As of today, the US has 143,055 cases and 2,513 deaths, including 132 in California and 48 in the Bay Area.

(Getty Images)

He said last week that he was taking the advice of health authorities in California when it comes to social distancing and that the response to the coronavirus had lessons on how we should respond to climate change.

He said: ”I’ve been trying to be careful as a good citizen to make sure that [I’m] not getting infected and infecting other people.

“I was talking to an old friend of mine who’s a conservative Republican this morning. I said to him, ‘Mike, does the coronavirus pandemic show you that denying science and not preparing for things that scientists tell you are overwhelmingly likely or inevitable is a gigantic mistake?’ Silence at the end of the line from him.

“You can’t watch what’s happening with this pandemic and look at the negative response of the Trump administration and not know there’s an absolute parallel to climate where you have to be data-driven, look at the facts and act on them.

“You can’t allow political considerations to come between the facts and your responsibility to protect the health and safety of American citizens.
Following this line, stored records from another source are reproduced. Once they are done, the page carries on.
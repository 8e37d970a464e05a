//! Client-side view of the chat RPCs.
//!
//! [`ClientAgent`](super::ClientAgent) only talks to the server through
//! [`ChatTransport`]; [`GrpcChatTransport`] is the tonic implementation.

use futures::stream::BoxStream;
use futures::StreamExt;
#[cfg(test)]
use mockall::automock;
use tonic::async_trait;
use tonic::codec::CompressionEncoding;
use tonic::transport::Channel;
use tonic::transport::Endpoint;
use tracing::debug;

use crate::proto::ChatMessage;
use crate::proto::ChittyChatClient;
use crate::proto::JoinRequest;
use crate::proto::PublishAck;
use crate::utils::net::address_str;
use crate::ClientConfig;
use crate::ClockValue;
use crate::NetworkConfig;
use crate::NetworkError;
use crate::Result;

/// Inbound broadcasts of one `Join` call.
pub type MessageStream = BoxStream<'static, std::result::Result<ChatMessage, tonic::Status>>;

#[cfg_attr(test, automock)]
#[async_trait]
pub trait ChatTransport: Send + Sync + 'static {
    /// Opens the server-to-client stream for `identity`.
    async fn join(
        &self,
        identity: &str,
        lamport_clock: ClockValue,
    ) -> Result<MessageStream>;

    async fn publish(
        &self,
        message: ChatMessage,
    ) -> Result<PublishAck>;
}

#[derive(Clone, Debug)]
pub struct GrpcChatTransport {
    // Channel is reference-counted; every call works on a cheap clone.
    client: ChittyChatClient<Channel>,
}

impl GrpcChatTransport {
    pub async fn connect(
        config: &ClientConfig,
        network: &NetworkConfig,
    ) -> Result<Self> {
        let channel = Self::create_channel(address_str(&config.server_address), network).await?;

        let mut client = ChittyChatClient::new(channel);
        if network.enable_compression {
            client = client
                .send_compressed(CompressionEncoding::Gzip)
                .accept_compressed(CompressionEncoding::Gzip);
        }
        Ok(Self { client })
    }

    async fn create_channel(
        addr: String,
        network: &NetworkConfig,
    ) -> Result<Channel> {
        debug!("create_channel, addr = {:?}", &addr);
        let endpoint =
            Endpoint::try_from(addr.clone()).map_err(|_| NetworkError::InvalidURI(addr))?;
        endpoint
            .connect_timeout(network.connect_timeout())
            .timeout(network.request_timeout())
            .tcp_keepalive(Some(network.tcp_keepalive()))
            .tcp_nodelay(network.tcp_nodelay)
            .http2_keep_alive_interval(network.http2_keep_alive_interval())
            .keep_alive_timeout(network.http2_keep_alive_timeout())
            .connect()
            .await
            .map_err(Into::into)
    }
}

#[async_trait]
impl ChatTransport for GrpcChatTransport {
    async fn join(
        &self,
        identity: &str,
        lamport_clock: ClockValue,
    ) -> Result<MessageStream> {
        let mut client = self.client.clone();
        let response = client
            .join(JoinRequest {
                sender: identity.to_string(),
                lamport_clock,
            })
            .await?;
        Ok(response.into_inner().boxed())
    }

    async fn publish(
        &self,
        message: ChatMessage,
    ) -> Result<PublishAck> {
        let mut client = self.client.clone();
        let response = client.publish(message).await?;
        Ok(response.into_inner())
    }
}
//! Transport-agnostic chat core: the Lamport clock, the subscriber registry
//! and the broadcast server that ties them together.

mod broadcast;
mod clock;
mod registry;

pub use broadcast::*;
pub use clock::*;
pub use registry::*;

#[cfg(test)]
mod clock_test;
To me, it’s completely comparable.”​

Mr Steyer’s spokesperson also pointed to other ongoing philanthropic efforts amid the outbreak.

​​These include the Beneficial State Bank, which Mr Steyer founded with his wife, which has “removed fees on many products” and offers “savings up to $200 per month for all bank clients on household expenses”.

“Tom and Kat have invested over $100 million into the bank, and of course do not profit from it” the rep said.

They are also working with ReGenesis, a community development corporation in South Carolina, “in the frontline communities where both climate and Covid19 hit disproportionately hard”.

Other actions include setting up off-season farmer’s markets at their TomKat Ranch and working with trade associations to support community banks for small businesses.

Mr Steyer said: “I have been trying as hard as possible to figure out the best way to do that in terms of giving money to specific things.

“We’re looking at $1tn response by the federal government, that is the size of what we need to see.

“The size of the problem requires federal response and the responsibility of every citizen, from my standpoint, is to push as hard as possible to make sure that response is fair to the people of the United States which is what I’ve been focusing on. To try to make sure that response treats the most vulnerable amongst us fairly.”